Mathew Barney’s River of Fundament




Scene at a drydock at the Brooklyn Navy Yard in Act III of Mathew Barney & Joanthan Bepler’s “River of Fundament”

On a frigid February night, I made a pilgrimage to BAM (Brooklyn Academy of Music) to see the 6 hour epic of Mathew Barney‘s new film, River of Fundament, loosely based on the 1983 Norman Mailer novel, Ancient Evenings. In the Mailer’s novel, the protagonist, an ancient Egyptian named Menenhetet I seeks to reincarnate three times in the hope of achieving immortality. According to the BAM program note, River of Fundament “borrows its structure from Mailer’s text, corresponding to the seven stages the Egyptian soul undergoes in its journey toward new life.” Conceived as a nontraditional opera (with the music by Jonathan Bepler), the movie’s narrative (or whatever narrative might be) is driven mainly through the music that is percussive and meditative at the same time (also the most enjoyable element in the movie).

Much has been said about the overflowing of feces in Barney’s new movie (Review in Hyperallergic can be found here). To me, the obsession with feces seemed entirely superfluous, neither shocking nor interesting that seems to overshadow all other aspects of this uneven, extremely long, but cinematically beautiful film. To be fair to Barney, it is Norman Mailer who makes his protagonist swim through the river of feces before each reincarnations, although I do fault Barney for blind hero worshiping here (but perhaps that is the entire point of the enterprise).

The film begins with a lavish dinner party/wake of Norman Mailer attended by New York’s cultural luminaries in his meticulously recreated Brooklyn apartment (floating on a barge on East River, as we later find out). Next 6 hours, Mailer’s journey through three reincarnations are conflated with the story of Menenhetet, Egyptian myth of Osiris, and Barney’s own previous oeuvre (involving the 1967 Chrysler Imperial from Cremaster 3).

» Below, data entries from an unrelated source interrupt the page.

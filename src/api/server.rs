//! HTTP server lifecycle for the ingestion API.
//!
//! Bind → spawn the router → return a handle with a shutdown channel.
//! The server runs until the handle is shut down or the process exits.

use std::net::SocketAddr;
use std::sync::Arc;

use thiserror::Error;
use tokio::sync::oneshot;

use crate::api::router::build_router;
use crate::core_state::CoreState;

#[derive(Error, Debug)]
pub enum ServerError {
    #[error("Failed to bind {addr}: {source}")]
    Bind {
        addr: String,
        #[source]
        source: std::io::Error,
    },
    #[error("Server error: {0}")]
    Io(#[from] std::io::Error),
}

/// Handle to a running API server.
#[derive(Debug)]
pub struct ApiServer {
    pub local_addr: SocketAddr,
    shutdown_tx: Option<oneshot::Sender<()>>,
}

impl ApiServer {
    /// Signal the server to stop accepting connections.
    pub fn shutdown(&mut self) {
        if let Some(tx) = self.shutdown_tx.take() {
            let _ = tx.send(());
            tracing::info!("API server shutdown signal sent");
        }
    }
}

impl Drop for ApiServer {
    fn drop(&mut self) {
        self.shutdown();
    }
}

/// Bind `addr` and serve the ingestion API in a background task.
pub async fn start_server(state: Arc<CoreState>, addr: &str) -> Result<ApiServer, ServerError> {
    let listener = tokio::net::TcpListener::bind(addr).await.map_err(|source| {
        ServerError::Bind { addr: addr.to_string(), source }
    })?;
    let local_addr = listener.local_addr()?;
    let (shutdown_tx, shutdown_rx) = oneshot::channel::<()>();

    let app = build_router(state);
    tokio::spawn(async move {
        let serve = axum::serve(listener, app).with_graceful_shutdown(async {
            let _ = shutdown_rx.await;
        });
        if let Err(err) = serve.await {
            tracing::error!(error = %err, "API server exited with error");
        } else {
            tracing::info!("API server stopped");
        }
    });

    tracing::info!(%local_addr, "API server listening");
    Ok(ApiServer { local_addr, shutdown_tx: Some(shutdown_tx) })
}

/// Serve the ingestion API on `addr` until the process exits.
pub async fn run_server(state: Arc<CoreState>, addr: &str) -> Result<(), ServerError> {
    let listener = tokio::net::TcpListener::bind(addr).await.map_err(|source| {
        ServerError::Bind { addr: addr.to_string(), source }
    })?;
    tracing::info!(local_addr = %listener.local_addr()?, "API server listening");
    axum::serve(listener, build_router(state)).await?;
    Ok(())
}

I found most scenes taking place at Mailer’s apartment extremely tedious and pretentious (including gratuitous scene of anal cunnilingus), made worse by many celebrity cameos. On the other hand, earlier recordings of live performances in Los Angeles (REN, 2008), Detroit (KHU, 2010) and New York (BA, 2013) were much livelier. In an era when even the biggest budget movies are made only with digital effects, the spectacle involving large crowd, destruction, fire and procession was refreshing even though the spectacles themselves were utterly empty and devoid of any understanding of contemporary urban cultures of any of the cities involved. Yet, these scenes seemed to echo the biggest MGM Studio production numbers in its hay day (such as the entrance of Cleopatra in 1963 movie Cleopatra). The film finally comes to a close in Idaho’s Sawtooth Mountain Range, in Redfish lake where the sockeye salmon make their annual journey from the Pacific Ocean as if to cleanse previous 5 1/2 hours of wallowing in feces.

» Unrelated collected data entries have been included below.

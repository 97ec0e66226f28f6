//! Threshold catalog — versioned critical-value bounds per test code.
//!
//! Loaded once at process start from a JSON document (embedded default or a
//! file in the data dir) and immutable afterwards. A reload builds a whole
//! new catalog; rules are never mutated in place.

use std::collections::HashMap;
use std::path::Path;

use serde::Deserialize;
use thiserror::Error;

use crate::models::ThresholdRule;

#[derive(Error, Debug)]
pub enum CatalogError {
    #[error("Failed to read catalog file: {0}")]
    Io(#[from] std::io::Error),

    #[error("Invalid catalog document: {0}")]
    Json(#[from] serde_json::Error),

    #[error("Invalid rule for {test_code}: {reason}")]
    InvalidRule { test_code: String, reason: String },
}

#[derive(Debug, Deserialize)]
struct CatalogDocument {
    version: u32,
    rules: Vec<ThresholdRule>,
}

/// Immutable lookup table of threshold rules, keyed by test code.
#[derive(Debug, Clone)]
pub struct ThresholdCatalog {
    version: u32,
    rules: HashMap<String, Vec<ThresholdRule>>,
}

impl ThresholdCatalog {
    /// Parse and validate a catalog document.
    pub fn from_json(json: &str) -> Result<Self, CatalogError> {
        let doc: CatalogDocument = serde_json::from_str(json)?;

        let mut rules: HashMap<String, Vec<ThresholdRule>> = HashMap::new();
        for rule in doc.rules {
            validate_rule(&rule)?;
            rules.entry(rule.test_code.clone()).or_default().push(rule);
        }

        Ok(Self { version: doc.version, rules })
    }

    /// Load from a file on disk.
    pub fn load(path: &Path) -> Result<Self, CatalogError> {
        let json = std::fs::read_to_string(path)?;
        Self::from_json(&json)
    }

    /// The catalog shipped with the binary.
    pub fn builtin() -> Self {
        Self::from_json(include_str!("../resources/thresholds.json"))
            .expect("embedded threshold catalog is valid")
    }

    pub fn version(&self) -> u32 {
        self.version
    }

    pub fn rule_count(&self) -> usize {
        self.rules.values().map(Vec::len).sum()
    }

    /// Rule applicable to a test code and patient age.
    ///
    /// An age-band rule matching the patient's age takes precedence over the
    /// generic rule for the same test code.
    pub fn rule_for(&self, test_code: &str, age: u32) -> Option<&ThresholdRule> {
        let candidates = self.rules.get(test_code)?;

        candidates
            .iter()
            .filter(|r| r.applies_to_age(age))
            .max_by_key(|r| r.is_age_specific())
    }
}

fn validate_rule(rule: &ThresholdRule) -> Result<(), CatalogError> {
    if rule.low.is_none() && rule.high.is_none() {
        return Err(CatalogError::InvalidRule {
            test_code: rule.test_code.clone(),
            reason: "at least one of low/high bound required".into(),
        });
    }
    if let (Some(low), Some(high)) = (rule.low, rule.high) {
        if low >= high {
            return Err(CatalogError::InvalidRule {
                test_code: rule.test_code.clone(),
                reason: format!("low bound {low} must be below high bound {high}"),
            });
        }
    }
    if let (Some(min), Some(max)) = (rule.age_min, rule.age_max) {
        if min > max {
            return Err(CatalogError::InvalidRule {
                test_code: rule.test_code.clone(),
                reason: format!("age_min {min} above age_max {max}"),
            });
        }
    }
    if rule.unit.trim().is_empty() {
        return Err(CatalogError::InvalidRule {
            test_code: rule.test_code.clone(),
            reason: "unit must not be empty".into(),
        });
    }
    Ok(())
}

Scene from Detroit in Act II of Mathew Barney & Jonathan Bepler’s “River of Fundament”

The experience of watching Barney’s movie was not unlike watching hyper violent blockbuster movies, where the machismo of the bloody spectacle co-mingles with highly sentimental nostalgia for lost causes or past glory. In the case of River of Fundament, after nearly 6 hours, you are left with the very empty and reductive idea how the destructive power of masculinity is the mythic source of all creativity, and how this power is debased in the modern world. In the end, through heroic actions of male geniuses like Mailer, Hemingway & Barney, you get the Hallmark Card version of natural rebirths.